TASK INSTRUCTIONS:
From the records below, output exactly the lines running from the line containing "repository ceb9339fd13eb094" through the line containing "use geocache::outbound::memory::InMemoryStore;", and no others.

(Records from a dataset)
__________

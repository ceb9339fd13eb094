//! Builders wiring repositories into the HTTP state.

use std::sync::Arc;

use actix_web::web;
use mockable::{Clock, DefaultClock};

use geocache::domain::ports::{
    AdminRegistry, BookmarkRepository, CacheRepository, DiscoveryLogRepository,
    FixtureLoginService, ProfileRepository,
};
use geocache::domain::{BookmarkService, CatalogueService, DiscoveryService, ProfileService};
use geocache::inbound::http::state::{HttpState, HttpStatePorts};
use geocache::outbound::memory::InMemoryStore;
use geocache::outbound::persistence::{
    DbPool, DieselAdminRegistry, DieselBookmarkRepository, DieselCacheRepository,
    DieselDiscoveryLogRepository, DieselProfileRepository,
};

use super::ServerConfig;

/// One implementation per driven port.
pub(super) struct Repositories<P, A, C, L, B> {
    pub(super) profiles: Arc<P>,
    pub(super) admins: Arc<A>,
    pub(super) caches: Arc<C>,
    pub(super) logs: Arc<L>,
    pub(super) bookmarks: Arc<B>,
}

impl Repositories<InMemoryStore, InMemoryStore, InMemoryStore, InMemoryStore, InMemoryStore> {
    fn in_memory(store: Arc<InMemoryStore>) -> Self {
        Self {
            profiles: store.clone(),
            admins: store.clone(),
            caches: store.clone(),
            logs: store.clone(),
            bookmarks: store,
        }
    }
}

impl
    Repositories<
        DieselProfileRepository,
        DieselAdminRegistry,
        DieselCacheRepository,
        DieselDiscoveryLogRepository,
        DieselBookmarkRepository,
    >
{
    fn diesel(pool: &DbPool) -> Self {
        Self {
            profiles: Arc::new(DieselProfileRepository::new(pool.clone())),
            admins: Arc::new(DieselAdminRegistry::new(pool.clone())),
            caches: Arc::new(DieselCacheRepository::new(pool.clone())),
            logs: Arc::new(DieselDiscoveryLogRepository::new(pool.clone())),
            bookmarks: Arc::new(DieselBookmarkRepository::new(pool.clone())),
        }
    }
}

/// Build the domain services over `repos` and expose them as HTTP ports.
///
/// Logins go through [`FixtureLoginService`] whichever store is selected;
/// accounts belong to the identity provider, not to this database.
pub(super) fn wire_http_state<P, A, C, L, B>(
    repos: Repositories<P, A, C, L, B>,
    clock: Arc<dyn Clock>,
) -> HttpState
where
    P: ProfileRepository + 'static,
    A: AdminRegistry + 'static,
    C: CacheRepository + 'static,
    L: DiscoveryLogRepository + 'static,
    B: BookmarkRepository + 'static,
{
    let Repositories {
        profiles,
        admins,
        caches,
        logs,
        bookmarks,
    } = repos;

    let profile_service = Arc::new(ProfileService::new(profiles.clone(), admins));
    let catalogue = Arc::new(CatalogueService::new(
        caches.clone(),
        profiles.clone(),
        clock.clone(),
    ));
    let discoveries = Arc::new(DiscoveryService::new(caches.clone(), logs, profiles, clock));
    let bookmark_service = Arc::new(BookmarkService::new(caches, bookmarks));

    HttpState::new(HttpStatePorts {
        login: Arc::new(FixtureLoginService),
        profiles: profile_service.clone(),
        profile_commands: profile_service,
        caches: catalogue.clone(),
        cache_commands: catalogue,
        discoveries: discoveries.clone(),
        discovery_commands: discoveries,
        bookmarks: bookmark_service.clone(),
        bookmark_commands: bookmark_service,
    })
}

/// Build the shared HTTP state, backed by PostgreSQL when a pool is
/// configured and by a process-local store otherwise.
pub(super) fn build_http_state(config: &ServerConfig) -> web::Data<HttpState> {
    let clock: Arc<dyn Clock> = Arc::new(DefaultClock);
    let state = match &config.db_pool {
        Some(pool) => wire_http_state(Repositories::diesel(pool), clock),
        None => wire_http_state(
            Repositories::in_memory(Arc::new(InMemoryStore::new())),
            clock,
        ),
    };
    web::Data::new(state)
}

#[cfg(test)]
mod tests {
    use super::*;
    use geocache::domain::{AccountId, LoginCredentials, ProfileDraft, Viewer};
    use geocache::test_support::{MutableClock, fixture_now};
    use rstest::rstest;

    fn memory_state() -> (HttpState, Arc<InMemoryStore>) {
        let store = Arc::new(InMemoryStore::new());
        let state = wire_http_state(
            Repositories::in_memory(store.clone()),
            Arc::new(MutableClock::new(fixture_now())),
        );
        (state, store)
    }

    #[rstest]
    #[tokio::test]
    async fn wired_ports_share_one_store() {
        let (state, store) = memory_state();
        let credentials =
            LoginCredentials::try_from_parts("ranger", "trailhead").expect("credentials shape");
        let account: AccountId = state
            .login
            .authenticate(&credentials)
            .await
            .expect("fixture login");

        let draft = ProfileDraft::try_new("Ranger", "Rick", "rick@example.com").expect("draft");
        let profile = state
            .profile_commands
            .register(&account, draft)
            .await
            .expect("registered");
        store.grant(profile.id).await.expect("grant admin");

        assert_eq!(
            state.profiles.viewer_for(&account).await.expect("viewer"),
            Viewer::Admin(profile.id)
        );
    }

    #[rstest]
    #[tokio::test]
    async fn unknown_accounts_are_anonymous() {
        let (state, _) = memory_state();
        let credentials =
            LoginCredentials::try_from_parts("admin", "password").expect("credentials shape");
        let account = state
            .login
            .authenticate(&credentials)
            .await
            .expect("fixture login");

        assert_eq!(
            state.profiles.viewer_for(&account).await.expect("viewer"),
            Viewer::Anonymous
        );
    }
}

__________

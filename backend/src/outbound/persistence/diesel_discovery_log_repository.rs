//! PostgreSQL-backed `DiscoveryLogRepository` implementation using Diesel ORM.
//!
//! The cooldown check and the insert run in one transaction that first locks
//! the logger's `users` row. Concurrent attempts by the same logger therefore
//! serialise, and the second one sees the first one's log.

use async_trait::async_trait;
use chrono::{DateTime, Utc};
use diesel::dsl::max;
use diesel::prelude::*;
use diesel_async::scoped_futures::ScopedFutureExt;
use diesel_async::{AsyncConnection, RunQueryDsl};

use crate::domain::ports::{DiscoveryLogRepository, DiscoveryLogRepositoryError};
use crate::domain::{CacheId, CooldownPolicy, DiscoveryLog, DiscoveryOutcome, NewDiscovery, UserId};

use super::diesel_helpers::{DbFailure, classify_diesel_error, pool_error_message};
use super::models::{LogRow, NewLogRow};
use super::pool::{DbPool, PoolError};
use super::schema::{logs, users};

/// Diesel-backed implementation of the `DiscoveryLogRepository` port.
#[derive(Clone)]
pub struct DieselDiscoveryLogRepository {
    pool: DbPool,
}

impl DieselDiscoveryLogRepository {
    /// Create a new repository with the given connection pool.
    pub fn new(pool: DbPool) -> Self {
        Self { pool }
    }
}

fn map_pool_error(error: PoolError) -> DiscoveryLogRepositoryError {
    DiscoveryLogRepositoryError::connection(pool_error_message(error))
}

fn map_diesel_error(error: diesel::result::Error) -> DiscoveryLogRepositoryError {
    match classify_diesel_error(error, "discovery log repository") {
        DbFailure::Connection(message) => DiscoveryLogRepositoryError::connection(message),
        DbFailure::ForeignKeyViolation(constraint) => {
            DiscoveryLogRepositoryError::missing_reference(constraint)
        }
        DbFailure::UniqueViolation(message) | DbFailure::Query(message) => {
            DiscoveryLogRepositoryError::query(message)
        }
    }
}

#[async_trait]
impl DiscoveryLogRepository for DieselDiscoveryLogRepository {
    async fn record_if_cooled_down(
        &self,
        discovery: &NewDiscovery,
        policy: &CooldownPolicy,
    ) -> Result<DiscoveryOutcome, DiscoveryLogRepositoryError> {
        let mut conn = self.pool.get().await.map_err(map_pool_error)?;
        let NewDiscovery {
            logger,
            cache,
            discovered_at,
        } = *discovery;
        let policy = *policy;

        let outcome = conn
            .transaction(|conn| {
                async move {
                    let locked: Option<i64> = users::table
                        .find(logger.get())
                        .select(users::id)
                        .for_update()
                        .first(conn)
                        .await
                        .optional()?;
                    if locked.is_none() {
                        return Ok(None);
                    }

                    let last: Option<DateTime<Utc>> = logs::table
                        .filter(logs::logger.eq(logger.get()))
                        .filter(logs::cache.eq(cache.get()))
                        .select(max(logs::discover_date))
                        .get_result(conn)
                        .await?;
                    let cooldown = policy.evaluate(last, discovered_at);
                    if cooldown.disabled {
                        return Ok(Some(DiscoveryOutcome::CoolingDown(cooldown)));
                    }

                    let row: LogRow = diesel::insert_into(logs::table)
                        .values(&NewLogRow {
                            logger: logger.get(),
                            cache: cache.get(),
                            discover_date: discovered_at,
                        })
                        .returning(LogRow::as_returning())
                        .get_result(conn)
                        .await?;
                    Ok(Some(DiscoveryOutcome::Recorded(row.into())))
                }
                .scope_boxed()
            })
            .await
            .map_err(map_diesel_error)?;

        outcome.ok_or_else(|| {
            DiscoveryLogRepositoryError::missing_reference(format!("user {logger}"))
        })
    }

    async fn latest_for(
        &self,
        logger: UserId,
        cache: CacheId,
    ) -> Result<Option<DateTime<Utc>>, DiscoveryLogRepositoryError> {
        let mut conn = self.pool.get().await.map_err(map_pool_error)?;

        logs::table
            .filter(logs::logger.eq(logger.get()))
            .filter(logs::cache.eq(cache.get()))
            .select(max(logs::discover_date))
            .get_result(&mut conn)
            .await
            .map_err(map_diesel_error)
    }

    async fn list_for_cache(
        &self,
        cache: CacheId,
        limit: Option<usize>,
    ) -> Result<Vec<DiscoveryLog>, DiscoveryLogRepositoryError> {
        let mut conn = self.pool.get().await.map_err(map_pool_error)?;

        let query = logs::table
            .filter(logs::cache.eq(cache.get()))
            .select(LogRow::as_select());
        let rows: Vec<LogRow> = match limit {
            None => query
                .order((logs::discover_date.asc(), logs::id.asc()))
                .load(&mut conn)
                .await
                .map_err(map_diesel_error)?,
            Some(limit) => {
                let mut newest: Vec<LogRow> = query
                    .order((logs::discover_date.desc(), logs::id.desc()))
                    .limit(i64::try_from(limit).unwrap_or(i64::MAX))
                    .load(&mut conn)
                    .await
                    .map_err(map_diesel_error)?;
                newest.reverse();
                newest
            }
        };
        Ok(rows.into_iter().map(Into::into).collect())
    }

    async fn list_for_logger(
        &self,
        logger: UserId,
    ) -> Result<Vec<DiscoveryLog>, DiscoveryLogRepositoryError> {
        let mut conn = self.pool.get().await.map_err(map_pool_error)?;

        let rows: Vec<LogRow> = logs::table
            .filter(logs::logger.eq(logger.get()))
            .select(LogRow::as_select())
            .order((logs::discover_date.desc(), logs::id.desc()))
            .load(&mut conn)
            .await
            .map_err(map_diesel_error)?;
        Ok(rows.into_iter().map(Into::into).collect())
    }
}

__________

ANSWER SPACE:
repository ceb9339fd13eb094
//! Builders wiring repositories into the HTTP state.

use std::sync::Arc;

use actix_web::web;
use mockable::{Clock, DefaultClock};

use geocache::domain::ports::{
    AdminRegistry, BookmarkRepository, CacheRepository, DiscoveryLogRepository,
    FixtureLoginService, ProfileRepository,
};
use geocache::domain::{BookmarkService, CatalogueService, DiscoveryService, ProfileService};
use geocache::inbound::http::state::{HttpState, HttpStatePorts};
use geocache::outbound::memory::InMemoryStore;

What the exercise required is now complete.